In this notebook, we will go over several types of generative models which can be used to learn priors in order to solve the inverse problems illustrated in the previous notebook. Concretely, we will see how to fit a model $p_{\theta}(x)$ to existing data.


### Learning objectives:

In this notebook we will put into practice:
  - Write a Neural Network with DeepMind's Haiku
  - Build a Variational Auto-Encoder
  - Build a latent Normalizing Flow
  - (Bonus) Build a score matching network!
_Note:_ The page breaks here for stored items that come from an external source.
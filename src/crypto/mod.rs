//! Cryptographic primitives for CredVault.
//!
//! This module provides:
//! - AES-256-GCM authenticated encryption (`encryption`)
//! - Per-user salt generation from the OS CSPRNG (`salt`)
//! - Argon2id password hashing (`kdf`)
//! - Master-key sources and HKDF store-key derivation (`keys`)
//! - Keyfile generation and loading (`keyfile`)

pub mod encryption;
pub mod kdf;
pub mod keyfile;
pub mod keys;
pub mod salt;

// Re-export the most commonly used items so callers can write:
//   use crate::crypto::{new_salt, PasswordHasher, KeySource, ...};
pub use encryption::{decrypt, encrypt};
pub use kdf::{Argon2Params, PasswordHasher};
pub use keyfile::{generate_keyfile, load_keyfile};
pub use keys::{EnvKeySource, KeySource, KeyfileSource, MasterKey, StaticKey};
pub use salt::{new_salt, Salt};
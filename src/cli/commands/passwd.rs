//! `credvault passwd` — reset a user's password (and salt).

use crate::cli::output;
use crate::audit::Action;
use crate::cli::{commit, open_store, prompt_new_password, Cli};
use crate::errors::{CredVaultError, Result};

/// Execute the `passwd` command.
pub fn execute(cli: &Cli, username: &str) -> Result<()> {
    let (settings, store) = open_store(cli)?;
    let hasher = settings.password_hasher()?;

    if !store.view(|users| users.contains(username))? {
        return Err(CredVaultError::UserNotFound(username.to_string()));
    }

    let password = prompt_new_password(username)?;
    commit(&store, Action::ResetPassword, Some(username), |users| {
        users.set_password(username, password.as_bytes(), &hasher)?;
        Ok(None)
    })?;

    output::success(&format!("Password for '{username}' updated"));

    Ok(())
}
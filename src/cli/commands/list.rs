//! `credvault list` — display all users in a table.

use crate::cli::output;
use crate::cli::{open_store, Cli};
use crate::errors::Result;

/// Execute the `list` command.
pub fn execute(cli: &Cli) -> Result<()> {
    let (_settings, store) = open_store(cli)?;

    store.view(|users| {
        output::info(&format!(
            "{} — {} user(s)",
            store.path().display(),
            users.len()
        ));
        output::print_users_table(users);
    })?;

    Ok(())
}
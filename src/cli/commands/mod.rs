//! One module per `credvault` subcommand.

pub mod add;
pub mod audit_cmd;
pub mod completions;
pub mod init;
pub mod keygen;
pub mod list;
pub mod passwd;
pub mod remove;
pub mod role;
pub mod rotate;
pub mod verify;
//! `credvault keygen` — generate a new random keyfile.

use std::path::PathBuf;

use crate::cli::output;
use crate::cli::{app_root, Cli};
use crate::config::Settings;
use crate::crypto::keyfile::generate_keyfile;
use crate::errors::Result;

/// Execute the `keygen` command.
pub fn execute(cli: &Cli, path: Option<&str>) -> Result<()> {
    let root = app_root(cli)?;

    let path = match path {
        Some(p) => PathBuf::from(p),
        None => Settings::load(&root)?.keyfile_path(&root),
    };

    generate_keyfile(&path)?;

    output::success(&format!("Keyfile generated at {}", path.display()));
    output::warning("Keep this file secret! Anyone with it can decrypt the credential file.");

    Ok(())
}
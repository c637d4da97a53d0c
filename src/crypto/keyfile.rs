//! Keyfile holding the master secret for a credential store.
//!
//! A keyfile is 32 random bytes.  It is written once with owner-only
//! permissions and read back by `KeyfileSource` whenever the store
//! needs to seal or open the credential file.

use std::fs;
use std::path::Path;

use super::keys::KEY_LEN;
use super::salt::fill_secure;
use crate::errors::{CredVaultError, Result};

/// Generate a new random keyfile and write it to `path`.
///
/// Refuses to overwrite an existing keyfile, since that would make the
/// credential file it protects unreadable.
pub fn generate_keyfile(path: &Path) -> Result<Vec<u8>> {
    if path.exists() {
        return Err(CredVaultError::KeySourceError(format!(
            "keyfile already exists at {}",
            path.display()
        )));
    }

    let mut keyfile = vec![0u8; KEY_LEN];
    fill_secure(&mut keyfile)?;

    if let Some(parent) = path.parent() {
        if !parent.as_os_str().is_empty() && !parent.exists() {
            fs::create_dir_all(parent).map_err(|e| {
                CredVaultError::KeySourceError(format!("cannot create keyfile directory: {e}"))
            })?;
        }
    }

    fs::write(path, &keyfile)
        .map_err(|e| CredVaultError::KeySourceError(format!("failed to write keyfile: {e}")))?;

    #[cfg(unix)]
    {
        use std::os::unix::fs::PermissionsExt;
        let perms = fs::Permissions::from_mode(0o600);
        fs::set_permissions(path, perms).map_err(|e| {
            CredVaultError::KeySourceError(format!("failed to set keyfile permissions: {e}"))
        })?;
    }

    Ok(keyfile)
}

/// Load a keyfile from disk and validate its length.
pub fn load_keyfile(path: &Path) -> Result<Vec<u8>> {
    if !path.exists() {
        return Err(CredVaultError::KeySourceError(format!(
            "keyfile not found at {}",
            path.display()
        )));
    }

    let data = fs::read(path)
        .map_err(|e| CredVaultError::KeySourceError(format!("failed to read keyfile: {e}")))?;

    if data.len() != KEY_LEN {
        return Err(CredVaultError::KeySourceError(format!(
            "keyfile must be exactly {} bytes, got {}",
            KEY_LEN,
            data.len()
        )));
    }

    Ok(data)
}
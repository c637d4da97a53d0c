//! The credential store: cache, lock, and the load/modify/save protocol.
//!
//! `CredentialStore` owns one exclusive section that guards the cached
//! `CredentialSet` and the credential file together.  Every read and
//! every modification runs inside it, from load-on-miss through to the
//! final write, so concurrent callers are strictly serialized and can
//! never observe a torn file or lose an update.
//!
//! Writes follow a fixed order: the closure mutates a private copy,
//! the copy is encoded, the bytes are written, and only then does the
//! copy replace the cache.  Any failure along the way leaves both the
//! cache and the file exactly as they were.

use std::cell::RefCell;
use std::path::{Path, PathBuf};
use std::sync::{Arc, Mutex, MutexGuard};

use tracing::{debug, error, info, warn};

use super::codec::CredentialCodec;
use super::storage::{FsStorage, Storage};
use super::user::CredentialSet;
use crate::crypto::keys::KeySource;
use crate::errors::{CredVaultError, Result};

/// Cached state, only ever touched while the section is held.
struct Inner {
    cache: Option<CredentialSet>,
    codec: CredentialCodec,
}

/// A single-writer, cached, encrypted credential store.
///
/// Share it between threads with `Arc<CredentialStore>`.  Independent
/// stores (even on the same path) each have their own lock and cache.
pub struct CredentialStore {
    path: PathBuf,
    storage: Box<dyn Storage>,
    inner: Mutex<Inner>,
}

impl CredentialStore {
    // ------------------------------------------------------------------
    // Construction
    // ------------------------------------------------------------------

    /// Create a store for the credential file at `path`, sealed with
    /// keys from `keys`.  Nothing is read until the first access.
    pub fn new(path: impl Into<PathBuf>, keys: Arc<dyn KeySource>) -> Self {
        Self::with_storage(path, keys, FsStorage)
    }

    /// Like `new`, but with a custom I/O layer.
    pub fn with_storage(
        path: impl Into<PathBuf>,
        keys: Arc<dyn KeySource>,
        storage: impl Storage + 'static,
    ) -> Self {
        Self {
            path: path.into(),
            storage: Box::new(storage),
            inner: Mutex::new(Inner {
                cache: None,
                codec: CredentialCodec::new(keys),
            }),
        }
    }

    // ------------------------------------------------------------------
    // Public operations
    // ------------------------------------------------------------------

    /// Return a snapshot of the current credential set.
    pub fn read(&self) -> Result<CredentialSet> {
        self.view(CredentialSet::clone)
    }

    /// Run `f` against the current credential set without cloning it.
    ///
    /// The same re-entrancy rules as [`modify`](Self::modify) apply.
    pub fn view<F, R>(&self, f: F) -> Result<R>
    where
        F: FnOnce(&CredentialSet) -> R,
    {
        let (_section, mut inner) = self.enter()?;
        let set = self.ensure_loaded(&mut inner)?;
        Ok(f(set))
    }

    /// Apply `f` to the credential set and persist the result.
    ///
    /// `f` works on a private copy.  If it returns `Err` (or panics)
    /// nothing is written and the cache is untouched.  On `Ok` the copy
    /// is encoded and written, and only after the write succeeds does
    /// it become the cached value.
    ///
    /// `f` must not use this store.  A call from the same thread returns
    /// `ReentrantAccess`.  The check is per thread, so a call made from a
    /// thread that `f` spawns and waits on (e.g. `std::thread::scope`)
    /// blocks on the lock `f` is holding and never returns.  Other
    /// stores are free to use from any thread.
    pub fn modify<F, R>(&self, f: F) -> Result<R>
    where
        F: FnOnce(&mut CredentialSet) -> Result<R>,
    {
        let (_section, mut inner) = self.enter()?;
        let mut working = self.ensure_loaded(&mut inner)?.clone();

        let output = f(&mut working)?;

        self.persist(&inner.codec, &working)?;
        inner.cache = Some(working);
        Ok(output)
    }

    /// Re-encrypt the credential file under a new key source.
    ///
    /// The store switches to `new_keys` only once the file sealed with
    /// them has been written.  On failure the old key stays in use.
    pub fn rotate_key(&self, new_keys: Arc<dyn KeySource>) -> Result<()> {
        let (_section, mut inner) = self.enter()?;
        let new_codec = CredentialCodec::new(new_keys);

        let current = self.ensure_loaded(&mut inner)?;
        self.persist(&new_codec, current)?;

        info!(
            path = %self.path.display(),
            keys = %new_codec.key_description(),
            "credential file re-encrypted under new key"
        );
        inner.codec = new_codec;
        Ok(())
    }

    /// Whether the cache has been populated yet.
    pub fn is_loaded(&self) -> Result<bool> {
        let (_section, inner) = self.enter()?;
        Ok(inner.cache.is_some())
    }

    /// Path to the credential file on disk.
    pub fn path(&self) -> &Path {
        &self.path
    }

    // ------------------------------------------------------------------
    // Internals
    // ------------------------------------------------------------------

    /// Enter the exclusive section.
    ///
    /// Calling back into the same store from inside a `view`/`modify`
    /// closure would deadlock on the mutex, so it is refused up front.
    fn enter(&self) -> Result<(Section, MutexGuard<'_, Inner>)> {
        let section = Section::enter(self.id())?;
        let guard = self.inner.lock().unwrap_or_else(|poisoned| {
            // The cache is replaced whole after a successful write, so a
            // panic inside a closure cannot have left it half-updated.
            warn!(path = %self.path.display(), "recovering credential store lock after a panic");
            poisoned.into_inner()
        });
        Ok((section, guard))
    }

    fn id(&self) -> usize {
        self as *const Self as usize
    }

    /// Return the cached set, loading it on a miss.
    fn ensure_loaded<'a>(&self, inner: &'a mut Inner) -> Result<&'a CredentialSet> {
        match inner.cache {
            Some(ref set) => {
                debug!(users = set.len(), "credential cache hit");
                Ok(set)
            }
            None => {
                let loaded = self.load(&inner.codec)?;
                Ok(&*inner.cache.insert(loaded))
            }
        }
    }

    /// Read and decode the credential file, or bootstrap an empty set
    /// when there is no file yet.
    fn load(&self, codec: &CredentialCodec) -> Result<CredentialSet> {
        if !self.storage.exists(&self.path)? {
            info!(
                path = %self.path.display(),
                "no credential file found, starting with an empty user list"
            );
            return Ok(CredentialSet::new());
        }

        let bytes = self.storage.read(&self.path)?;
        let set = codec.decode(&bytes).map_err(|e| {
            error!(path = %self.path.display(), error = %e, "credential file could not be loaded");
            e
        })?;

        debug!(path = %self.path.display(), users = set.len(), "credential file loaded");
        Ok(set)
    }

    /// Encode `set` and write it out.  Does not touch the cache.
    fn persist(&self, codec: &CredentialCodec, set: &CredentialSet) -> Result<()> {
        let bytes = codec.encode(set)?;

        self.storage.write(&self.path, &bytes).map_err(|e| {
            warn!(path = %self.path.display(), error = %e, "credential file write failed");
            CredVaultError::Io(e)
        })?;

        info!(path = %self.path.display(), users = set.len(), "credential file saved");
        Ok(())
    }
}

// ---------------------------------------------------------------------------
// Re-entrancy guard
// ---------------------------------------------------------------------------

thread_local! {
    /// Stores whose section the current thread is inside.  Threads
    /// spawned from inside a section start with an empty list.
    static HELD: RefCell<Vec<usize>> = const { RefCell::new(Vec::new()) };
}

/// Marks the current thread as inside a store's section until dropped.
struct Section {
    id: usize,
}

impl Section {
    fn enter(id: usize) -> Result<Self> {
        HELD.with(|held| {
            let mut held = held.borrow_mut();
            if held.contains(&id) {
                return Err(CredVaultError::ReentrantAccess);
            }
            held.push(id);
            Ok(Self { id })
        })
    }
}

impl Drop for Section {
    fn drop(&mut self) {
        HELD.with(|held| {
            let mut held = held.borrow_mut();
            if let Some(pos) = held.iter().rposition(|&id| id == self.id) {
                held.remove(pos);
            }
        });
    }
}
## Installing dependencies and accessing data

In [None]:
!pip install git+https://github.com/EiffL/Quarks2CosmosDataChallenge.git
!echo "deb http://packages.cloud.google.com/apt gcsfuse-bionic main" > /etc/apt/sources.list.d/gcsfuse.list
!curl https://packages.cloud.google.com/apt/doc/apt-key.gpg | apt-key add -
!apt -qq update
!apt -qq install gcsfuse
!mkdir galsim

import logging
logger = logging.getLogger()
class CheckTypesFilter(logging.Filter):
    def filter(self, record):
        return "check_types" not in record.getMessage()
logger.addFilter(CheckTypesFilter())

In [None]:
# Authenticating and mounting cloud data storage
from google.colab import auth
auth.authenticate_user()
!gcsfuse --implicit-dirs galsim galsim

In [None]:
%pylab inline
import jax
import jax.numpy as jnp

## Step I: Preparing training data


Here we will be using the space-based data and try to learn a generative model from it.

In [None]:
import quarks2cosmos
import tensorflow_datasets as tfds
import tensorflow as tf

def augment_data(example):
    """ This applies random flipping to the input image.
    """
    x = example['image']
    x = x[...,tf.newaxis]
    x = tf.image.random_flip_left_right(x)
    x = tf.image.random_flip_up_down(x)
    x = x[..., 0]
    return x

dset = tfds.load('Cosmos/23.5', split=tfds.Split.TRAIN,
                 data_dir='galsim/tensorflow_datasets')
dset = dset.cache()
dset = dset.repeat()
dset = dset.shuffle(50000)
dset = dset.batch(64)
dset = dset.map(augment_data)
dset = iter(tfds.as_numpy(dset))

In [None]:
batch = next(dset)

figure(figsize=[10,10])
for i in range(16):
    subplot(4,4,i+1)
    imshow(batch[i])
    axis('off')

## Step II: Building a Variational Auto-Encoder

We will start by a conventional Variational Auto-Encoder, this model here is not very complicated, probably the most simple one you could think of.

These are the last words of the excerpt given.